● **Task goal**
Using the data below, repeat all of it precisely.

● **Information supplied**
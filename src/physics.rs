// Copyright (c) 2026 rezky_nightky

use rand::{rngs::StdRng, Rng};

use crate::config::RainConfig;
use crate::droplet::Droplet;
use crate::pool::DropletPool;

/// Droplets further than this below the bottom edge are despawned.
pub const DESPAWN_MARGIN: f32 = 50.0;
pub const STUCK_TICKS_MIN: f32 = 20.0;
pub const STUCK_TICKS_MAX: f32 = 60.0;
pub const LATERAL_DAMPING: f32 = 0.98;
pub const TRAIL_MIN_STEP: f32 = 2.0;
pub const WALL_RESTITUTION: f32 = 0.5;

#[derive(Clone, Copy, Debug, PartialEq)]
pub struct Bounds {
    pub width: f32,
    pub height: f32,
}

/// Advances every active, unmerged droplet by `dt` ticks and returns how many
/// were despawned.
pub fn integrate(
    pool: &mut DropletPool,
    cfg: &RainConfig,
    bounds: Bounds,
    dt: f32,
    rng: &mut StdRng,
) -> usize {
    let mut despawned = 0;

    // Walk backwards: a swap-remove only moves an already visited id into `i`.
    let mut i = pool.active_count();
    while i > 0 {
        i -= 1;
        let Some(id) = pool.active_at(i) else {
            continue;
        };
        let Some(d) = pool.get_mut(id) else {
            continue;
        };
        if d.merged {
            continue;
        }

        d.life -= dt;
        if d.life <= 0.0 || d.y > bounds.height + DESPAWN_MARGIN {
            pool.release(id);
            despawned += 1;
            continue;
        }

        step(d, cfg, bounds, dt, rng);
    }

    despawned
}

fn step(d: &mut Droplet, cfg: &RainConfig, bounds: Bounds, dt: f32, rng: &mut StdRng) {
    if d.stuck {
        d.stuck_timer -= dt;
        if d.stuck_timer <= 0.0 {
            d.stuck = false;
            d.stuck_timer = 0.0;
        } else {
            return;
        }
    }

    if d.radius() > 0.0 && rng.random::<f32>() < cfg.stick_chance / d.radius() {
        d.stuck = true;
        d.stuck_timer = rng.random_range(STUCK_TICKS_MIN..STUCK_TICKS_MAX);
        return;
    }

    d.vy = (d.vy + cfg.gravity * dt).min(cfg.terminal_velocity);

    if cfg.surface_tension != 0.0 {
        d.vx += rng.random_range(-0.5f32..0.5) * cfg.surface_tension * dt;
    }
    d.vx *= LATERAL_DAMPING;

    d.x += d.vx * dt;
    d.y += d.vy * dt;

    d.record_trail(TRAIL_MIN_STEP, cfg.trail_max_length);

    let r = d.radius();
    if d.x < r {
        d.x = r;
        d.vx = -d.vx * WALL_RESTITUTION;
    } else if d.x > bounds.width - r {
        d.x = bounds.width - r;
        d.vx = -d.vx * WALL_RESTITUTION;
    }
}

● **Task response**
filename src/physics.rs
// Copyright (c) 2026 rezky_nightky

use rand::{rngs::StdRng, Rng};

use crate::config::RainConfig;
use crate::droplet::Droplet;
use crate::pool::DropletPool;

/// Droplets further than this below the bottom edge are despawned.
pub const DESPAWN_MARGIN: f32 = 50.0;
pub const STUCK_TICKS_MIN: f32 = 20.0;
pub const STUCK_TICKS_MAX: f32 = 60.0;
pub const LATERAL_DAMPING: f32 = 0.98;
pub const TRAIL_MIN_STEP: f32 = 2.0;
pub const WALL_RESTITUTION: f32 = 0.5;

#[derive(Clone, Copy, Debug, PartialEq)]
pub struct Bounds {
    pub width: f32,
    pub height: f32,
}

/// Advances every active, unmerged droplet by `dt` ticks and returns how many
/// were despawned.
pub fn integrate(
    pool: &mut DropletPool,
    cfg: &RainConfig,
    bounds: Bounds,
    dt: f32,
    rng: &mut StdRng,
) -> usize {
    let mut despawned = 0;

    // Walk backwards: a swap-remove only moves an already visited id into `i`.
    let mut i = pool.active_count();
    while i > 0 {
        i -= 1;
        let Some(id) = pool.active_at(i) else {
            continue;
        };
        let Some(d) = pool.get_mut(id) else {
            continue;
        };
        if d.merged {
            continue;
        }

        d.life -= dt;
        if d.life <= 0.0 || d.y > bounds.height + DESPAWN_MARGIN {
            pool.release(id);
            despawned += 1;
            continue;
        }

        step(d, cfg, bounds, dt, rng);
    }

    despawned
}

fn step(d: &mut Droplet, cfg: &RainConfig, bounds: Bounds, dt: f32, rng: &mut StdRng) {
    if d.stuck {
        d.stuck_timer -= dt;
        if d.stuck_timer <= 0.0 {
            d.stuck = false;
            d.stuck_timer = 0.0;
        } else {
            return;
        }
    }

    if d.radius() > 0.0 && rng.random::<f32>() < cfg.stick_chance / d.radius() {
        d.stuck = true;
        d.stuck_timer = rng.random_range(STUCK_TICKS_MIN..STUCK_TICKS_MAX);
        return;
    }

    d.vy = (d.vy + cfg.gravity * dt).min(cfg.terminal_velocity);

    if cfg.surface_tension != 0.0 {
        d.vx += rng.random_range(-0.5f32..0.5) * cfg.surface_tension * dt;
    }
    d.vx *= LATERAL_DAMPING;

    d.x += d.vx * dt;
    d.y += d.vy * dt;

    d.record_trail(TRAIL_MIN_STEP, cfg.trail_max_length);

    let r = d.radius();
    if d.x < r {
        d.x = r;
        d.vx = -d.vx * WALL_RESTITUTION;
    } else if d.x > bounds.width - r {
        d.x = bounds.width - r;
        d.vx = -d.vx * WALL_RESTITUTION;
    }
}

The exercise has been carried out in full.